L’assessore, sensibile a questa problematica, ha pienamente condiviso la nostra proposta e ci ha assicurato la piena disponibilità dell’Amministrazione Comunale per iniziative finalizzate alla tutela dell’ambiente, alla salute delle persone e nel contempo al decoro della nostra città.

La campagna in sintesi:
30 luglio il giorno di avvio della campagna
650 i “Cenerino” distribuiti: posacenere da esterno totalmente realizzato con materiale
riciclato (cartone e alluminio)
350 gli stabilimenti e le aree marine protette dove sarà presente “Cenerino”
50 le spiagge coinvolte nell’attività di pulizia da parte di centinaia di volontari
20 milioni le cicche risparmiate al mare nelle ultime 7 edizioni grazie alla campagna

Riciclare i mozziconi è possibile?

Alcune soluzioni nel mondo. Quanto alle possibilità di riciclo dei mozziconi, le soluzioni in campo sono diverse. In Italia, Carmine Ciro Lombardi, ricercatore Enea, propone di adoperare le cicche di sigaretta come biomassa da cui ricavare calore ed energia.
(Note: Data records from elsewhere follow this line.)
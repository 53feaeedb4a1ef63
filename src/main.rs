#![recursion_limit = "256"]

use std::path::PathBuf;
use std::thread;
use std::time::Duration;

use anyhow::{Context, Result};
use clap::Parser;
use tracing::{info, warn};

use snake_dqn::ai::SnakeAgent;
use snake_dqn::config::AppConfig;
use snake_dqn::game::{RenderContext, SnakeGame};
use snake_dqn::logging;
use snake_dqn::training::{play_greedy_game, ScoreHistory};

/// Watch a trained Snake agent play.
#[derive(Parser)]
#[command(name = "snake_dqn", about = "Play Snake with a trained DQN agent")]
struct Cli {
    /// Path to TOML configuration file
    #[arg(long, default_value = "config.toml")]
    config: PathBuf,

    /// Override model directory
    #[arg(long)]
    model_dir: Option<PathBuf>,

    /// Use the newest model instead of the best one
    #[arg(long)]
    latest: bool,

    /// Number of games to play
    #[arg(long, default_value_t = 1)]
    games: usize,

    /// Print the board after every step
    #[arg(long)]
    render: bool,

    /// Delay between rendered frames in milliseconds
    #[arg(long, default_value_t = 50)]
    delay_ms: u64,

    /// Seed for food placement
    #[arg(long)]
    seed: Option<u64>,

    /// Increase log verbosity (-v debug, -vv trace)
    #[arg(short, long, action = clap::ArgAction::Count)]
    verbose: u8,
}

fn main() -> Result<()> {
    let cli = Cli::parse();
    logging::init(cli.verbose);

    let mut app_config = AppConfig::load_or_default(&cli.config)
        .with_context(|| format!("loading config from {}", cli.config.display()))?;
    if let Some(dir) = cli.model_dir {
        app_config.agent.model_dir = dir;
    }
    app_config.validate().context("invalid configuration")?;

    let mut agent = SnakeAgent::new(app_config.agent.clone());
    let loaded = if cli.latest {
        agent.load_latest_model()
    } else {
        agent.load_best_model()
    };
    if loaded {
        info!(
            best_score = agent.get_loaded_best_score(),
            mean_score = agent.get_loaded_mean_score(),
            "playing with saved model"
        );
    } else {
        warn!("no saved model found, playing with untrained weights");
    }

    let mut game = match cli.seed {
        Some(seed) => SnakeGame::with_seed(app_config.game.clone(), seed),
        None => SnakeGame::new(app_config.game.clone()),
    };
    let mut render = RenderContext::new();
    let delay = Duration::from_millis(cli.delay_ms);
    let mut history = ScoreHistory::new();

    for game_idx in 1..=cli.games {
        let outcome = play_greedy_game(&agent, &mut game, |g| {
            if cli.render {
                print!("\x1b[2J\x1b[H{}", render.render(g));
                thread::sleep(delay);
            }
        });
        let mean = history.record_game(outcome.score);
        println!(
            "Game {game_idx}: score {} in {} steps ({:?}) | mean {mean:.2}",
            outcome.score, outcome.steps, outcome.status
        );
    }

    let stats = history.statistics();
    println!(
        "Played {} games | max {} | min {} | mean {:.2}",
        stats.total_games, stats.max, stats.min, stats.mean
    );

    Ok(())
}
Inoltre, l’acetato di cellulosa dei filtri opportunamente rigenerato può essere riutilizzato per produrre pannelli termo-fonoassorbenti per l’edilizia.

In Cina, la nazione con il maggior numero di tabagisti al mondo – oltre 300 milioni di fumatori – dove si consuma un terzo della produzione globale di sigarette, la Xìan Jiaotong University ha pubblicato uno studio in cui si propone di usare il cocktail di sostanze tossiche presenti nei mozziconi come antiossidanti per acciai speciali, in
pratica come ‘antiruggine’ (da Repubblica.it).

Giovanni Simone – Presidente Centro Cultura del Mare A.P.S.